▸ Material for the task:
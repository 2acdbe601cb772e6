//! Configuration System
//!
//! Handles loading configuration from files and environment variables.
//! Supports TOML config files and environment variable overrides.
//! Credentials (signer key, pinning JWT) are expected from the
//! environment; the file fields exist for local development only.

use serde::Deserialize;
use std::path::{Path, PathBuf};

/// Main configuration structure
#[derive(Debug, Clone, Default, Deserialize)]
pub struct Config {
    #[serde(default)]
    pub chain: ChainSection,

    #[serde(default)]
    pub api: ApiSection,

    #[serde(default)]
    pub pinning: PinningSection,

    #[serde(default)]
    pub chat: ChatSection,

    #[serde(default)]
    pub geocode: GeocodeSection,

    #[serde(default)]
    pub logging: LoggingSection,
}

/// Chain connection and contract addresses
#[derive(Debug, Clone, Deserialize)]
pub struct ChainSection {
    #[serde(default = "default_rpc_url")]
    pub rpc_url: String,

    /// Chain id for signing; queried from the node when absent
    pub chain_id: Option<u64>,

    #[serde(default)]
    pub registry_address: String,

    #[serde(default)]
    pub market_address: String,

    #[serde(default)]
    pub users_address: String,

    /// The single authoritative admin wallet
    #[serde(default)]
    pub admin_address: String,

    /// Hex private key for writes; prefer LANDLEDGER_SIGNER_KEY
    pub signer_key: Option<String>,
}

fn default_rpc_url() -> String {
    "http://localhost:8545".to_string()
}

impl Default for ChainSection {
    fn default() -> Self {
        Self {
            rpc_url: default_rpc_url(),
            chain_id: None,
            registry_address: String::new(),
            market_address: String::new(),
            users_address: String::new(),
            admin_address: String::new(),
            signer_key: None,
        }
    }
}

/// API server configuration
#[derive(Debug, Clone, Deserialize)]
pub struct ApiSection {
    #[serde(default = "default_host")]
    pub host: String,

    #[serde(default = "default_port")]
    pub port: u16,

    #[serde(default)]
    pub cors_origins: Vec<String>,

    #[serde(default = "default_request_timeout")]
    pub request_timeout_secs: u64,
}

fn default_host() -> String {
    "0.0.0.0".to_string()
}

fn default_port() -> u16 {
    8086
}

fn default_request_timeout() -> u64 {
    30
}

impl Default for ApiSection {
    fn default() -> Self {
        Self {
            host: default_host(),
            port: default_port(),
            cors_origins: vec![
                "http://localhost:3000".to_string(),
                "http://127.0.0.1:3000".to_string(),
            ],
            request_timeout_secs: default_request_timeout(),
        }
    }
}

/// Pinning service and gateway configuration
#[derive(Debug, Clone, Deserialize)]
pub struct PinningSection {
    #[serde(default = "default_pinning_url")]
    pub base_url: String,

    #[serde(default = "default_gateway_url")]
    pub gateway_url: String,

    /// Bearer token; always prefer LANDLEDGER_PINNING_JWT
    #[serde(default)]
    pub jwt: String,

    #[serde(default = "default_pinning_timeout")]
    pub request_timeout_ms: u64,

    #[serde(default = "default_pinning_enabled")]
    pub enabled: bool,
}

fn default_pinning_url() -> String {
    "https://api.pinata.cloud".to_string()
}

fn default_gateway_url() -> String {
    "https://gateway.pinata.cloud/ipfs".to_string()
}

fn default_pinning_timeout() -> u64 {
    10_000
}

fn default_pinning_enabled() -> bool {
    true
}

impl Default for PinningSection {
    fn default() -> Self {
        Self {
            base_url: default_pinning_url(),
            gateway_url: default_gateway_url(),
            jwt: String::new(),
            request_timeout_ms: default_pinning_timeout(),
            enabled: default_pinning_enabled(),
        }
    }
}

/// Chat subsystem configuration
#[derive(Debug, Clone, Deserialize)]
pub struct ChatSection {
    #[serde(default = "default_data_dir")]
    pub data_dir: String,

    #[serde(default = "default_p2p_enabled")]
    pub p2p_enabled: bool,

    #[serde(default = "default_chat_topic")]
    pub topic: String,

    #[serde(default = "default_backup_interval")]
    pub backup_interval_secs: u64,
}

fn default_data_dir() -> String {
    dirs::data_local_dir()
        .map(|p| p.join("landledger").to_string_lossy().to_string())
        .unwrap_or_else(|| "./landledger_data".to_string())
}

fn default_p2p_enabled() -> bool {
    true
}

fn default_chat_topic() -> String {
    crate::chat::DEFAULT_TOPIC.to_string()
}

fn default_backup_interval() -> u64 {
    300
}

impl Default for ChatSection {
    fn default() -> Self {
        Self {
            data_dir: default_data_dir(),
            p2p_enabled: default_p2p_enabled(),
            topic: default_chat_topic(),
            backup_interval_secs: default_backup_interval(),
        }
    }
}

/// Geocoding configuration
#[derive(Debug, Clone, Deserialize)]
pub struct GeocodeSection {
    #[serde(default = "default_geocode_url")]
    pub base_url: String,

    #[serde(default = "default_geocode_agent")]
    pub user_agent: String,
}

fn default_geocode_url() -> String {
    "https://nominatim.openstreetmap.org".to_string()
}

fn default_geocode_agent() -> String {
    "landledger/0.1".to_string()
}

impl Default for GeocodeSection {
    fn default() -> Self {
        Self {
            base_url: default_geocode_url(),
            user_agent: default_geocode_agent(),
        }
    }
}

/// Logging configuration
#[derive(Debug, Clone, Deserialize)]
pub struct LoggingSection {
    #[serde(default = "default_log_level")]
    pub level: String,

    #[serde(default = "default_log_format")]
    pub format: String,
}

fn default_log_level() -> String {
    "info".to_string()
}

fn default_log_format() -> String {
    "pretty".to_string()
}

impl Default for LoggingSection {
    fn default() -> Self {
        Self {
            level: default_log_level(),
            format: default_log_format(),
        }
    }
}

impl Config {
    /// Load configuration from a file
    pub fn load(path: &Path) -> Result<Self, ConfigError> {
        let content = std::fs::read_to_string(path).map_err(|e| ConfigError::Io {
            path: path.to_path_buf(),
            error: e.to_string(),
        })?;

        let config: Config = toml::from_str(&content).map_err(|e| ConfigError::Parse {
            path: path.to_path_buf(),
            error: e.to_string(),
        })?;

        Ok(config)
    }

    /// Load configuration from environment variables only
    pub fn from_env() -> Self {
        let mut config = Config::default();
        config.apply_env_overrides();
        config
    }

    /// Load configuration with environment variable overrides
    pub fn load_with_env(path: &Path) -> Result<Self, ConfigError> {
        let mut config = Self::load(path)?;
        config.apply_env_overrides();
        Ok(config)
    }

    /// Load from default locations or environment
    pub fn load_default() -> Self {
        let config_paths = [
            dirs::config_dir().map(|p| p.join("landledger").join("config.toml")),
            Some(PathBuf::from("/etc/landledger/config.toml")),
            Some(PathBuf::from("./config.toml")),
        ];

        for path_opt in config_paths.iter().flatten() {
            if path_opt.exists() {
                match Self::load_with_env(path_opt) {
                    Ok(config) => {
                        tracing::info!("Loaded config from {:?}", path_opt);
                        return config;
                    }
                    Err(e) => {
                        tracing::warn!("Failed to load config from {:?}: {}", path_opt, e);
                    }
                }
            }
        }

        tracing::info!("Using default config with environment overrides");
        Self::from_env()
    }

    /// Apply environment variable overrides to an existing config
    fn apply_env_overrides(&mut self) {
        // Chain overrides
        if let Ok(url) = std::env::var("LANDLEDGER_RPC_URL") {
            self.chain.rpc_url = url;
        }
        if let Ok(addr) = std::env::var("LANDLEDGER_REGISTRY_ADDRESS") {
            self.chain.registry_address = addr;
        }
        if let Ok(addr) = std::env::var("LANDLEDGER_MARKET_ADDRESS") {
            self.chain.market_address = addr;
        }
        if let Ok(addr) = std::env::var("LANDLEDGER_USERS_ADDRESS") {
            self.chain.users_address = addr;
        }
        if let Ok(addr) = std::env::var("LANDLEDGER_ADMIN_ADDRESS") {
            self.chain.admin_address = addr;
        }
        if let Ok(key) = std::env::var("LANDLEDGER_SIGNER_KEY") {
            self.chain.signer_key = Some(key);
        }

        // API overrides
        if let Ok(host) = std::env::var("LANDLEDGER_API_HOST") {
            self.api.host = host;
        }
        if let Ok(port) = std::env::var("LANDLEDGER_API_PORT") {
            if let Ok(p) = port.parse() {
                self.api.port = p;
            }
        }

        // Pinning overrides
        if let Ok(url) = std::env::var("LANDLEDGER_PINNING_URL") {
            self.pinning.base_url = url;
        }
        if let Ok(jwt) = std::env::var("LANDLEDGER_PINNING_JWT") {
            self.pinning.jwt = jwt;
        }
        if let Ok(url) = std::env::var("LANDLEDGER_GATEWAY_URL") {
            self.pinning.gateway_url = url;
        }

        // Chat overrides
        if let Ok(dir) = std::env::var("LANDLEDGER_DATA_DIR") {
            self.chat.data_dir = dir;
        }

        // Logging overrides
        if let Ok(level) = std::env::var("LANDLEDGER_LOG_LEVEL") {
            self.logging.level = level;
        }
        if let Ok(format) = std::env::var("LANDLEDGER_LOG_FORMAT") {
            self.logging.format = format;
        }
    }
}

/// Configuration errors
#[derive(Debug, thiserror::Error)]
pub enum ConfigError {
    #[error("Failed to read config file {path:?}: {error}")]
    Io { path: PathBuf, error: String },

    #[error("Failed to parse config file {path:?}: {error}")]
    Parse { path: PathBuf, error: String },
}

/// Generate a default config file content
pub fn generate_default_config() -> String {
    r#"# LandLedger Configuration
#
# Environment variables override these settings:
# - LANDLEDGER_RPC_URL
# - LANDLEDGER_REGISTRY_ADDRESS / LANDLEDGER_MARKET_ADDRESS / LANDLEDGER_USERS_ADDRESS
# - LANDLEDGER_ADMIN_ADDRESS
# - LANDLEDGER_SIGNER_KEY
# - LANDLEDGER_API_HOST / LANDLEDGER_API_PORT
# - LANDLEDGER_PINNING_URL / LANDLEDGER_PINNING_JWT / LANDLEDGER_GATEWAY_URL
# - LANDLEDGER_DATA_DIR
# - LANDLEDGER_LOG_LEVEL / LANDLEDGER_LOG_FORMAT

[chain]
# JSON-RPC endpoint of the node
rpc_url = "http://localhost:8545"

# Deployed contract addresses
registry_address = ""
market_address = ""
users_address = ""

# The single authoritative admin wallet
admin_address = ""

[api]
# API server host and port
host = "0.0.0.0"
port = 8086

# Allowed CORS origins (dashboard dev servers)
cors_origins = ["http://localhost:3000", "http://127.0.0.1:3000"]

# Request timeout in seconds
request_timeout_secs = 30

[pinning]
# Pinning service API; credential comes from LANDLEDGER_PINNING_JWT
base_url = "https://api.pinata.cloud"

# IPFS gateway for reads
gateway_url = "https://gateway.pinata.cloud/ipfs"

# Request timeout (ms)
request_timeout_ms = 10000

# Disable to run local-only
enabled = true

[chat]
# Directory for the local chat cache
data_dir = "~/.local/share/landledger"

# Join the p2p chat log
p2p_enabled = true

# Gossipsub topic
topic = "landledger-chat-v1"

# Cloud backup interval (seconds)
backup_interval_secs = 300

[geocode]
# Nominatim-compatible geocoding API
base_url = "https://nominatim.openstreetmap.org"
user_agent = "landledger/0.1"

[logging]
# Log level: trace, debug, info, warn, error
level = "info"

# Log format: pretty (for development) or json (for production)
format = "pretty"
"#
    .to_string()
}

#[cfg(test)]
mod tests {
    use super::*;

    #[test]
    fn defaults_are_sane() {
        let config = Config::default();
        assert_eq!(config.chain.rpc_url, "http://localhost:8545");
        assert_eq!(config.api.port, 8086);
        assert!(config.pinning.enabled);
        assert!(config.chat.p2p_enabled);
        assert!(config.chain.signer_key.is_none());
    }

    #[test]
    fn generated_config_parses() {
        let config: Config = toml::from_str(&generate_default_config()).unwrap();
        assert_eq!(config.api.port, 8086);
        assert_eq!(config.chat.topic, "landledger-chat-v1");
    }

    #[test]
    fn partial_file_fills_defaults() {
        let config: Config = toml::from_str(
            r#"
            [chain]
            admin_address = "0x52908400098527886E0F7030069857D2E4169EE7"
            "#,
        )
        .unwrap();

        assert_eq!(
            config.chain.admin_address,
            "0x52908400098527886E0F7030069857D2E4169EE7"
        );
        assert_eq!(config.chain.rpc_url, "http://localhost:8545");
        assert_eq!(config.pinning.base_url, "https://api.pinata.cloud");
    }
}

▸ Your task:
Would you restate, word for word, every line of the listing from its first line through the line with "writes; prefer LANDLEDGER_SIGNER_KEY"?

▸ Task output:
repository 2acdbe601cb772e6
//! Configuration System
//!
//! Handles loading configuration from files and environment variables.
//! Supports TOML config files and environment variable overrides.
//! Credentials (signer key, pinning JWT) are expected from the
//! environment; the file fields exist for local development only.

use serde::Deserialize;
use std::path::{Path, PathBuf};

/// Main configuration structure
#[derive(Debug, Clone, Default, Deserialize)]
pub struct Config {
    #[serde(default)]
    pub chain: ChainSection,

    #[serde(default)]
    pub api: ApiSection,

    #[serde(default)]
    pub pinning: PinningSection,

    #[serde(default)]
    pub chat: ChatSection,

    #[serde(default)]
    pub geocode: GeocodeSection,

    #[serde(default)]
    pub logging: LoggingSection,
}

/// Chain connection and contract addresses
#[derive(Debug, Clone, Deserialize)]
pub struct ChainSection {
    #[serde(default = "default_rpc_url")]
    pub rpc_url: String,

    /// Chain id for signing; queried from the node when absent
    pub chain_id: Option<u64>,

    #[serde(default)]
    pub registry_address: String,

    #[serde(default)]
    pub market_address: String,

    #[serde(default)]
    pub users_address: String,

    /// The single authoritative admin wallet
    #[serde(default)]
    pub admin_address: String,

    /// Hex private key for writes; prefer LANDLEDGER_SIGNER_KEY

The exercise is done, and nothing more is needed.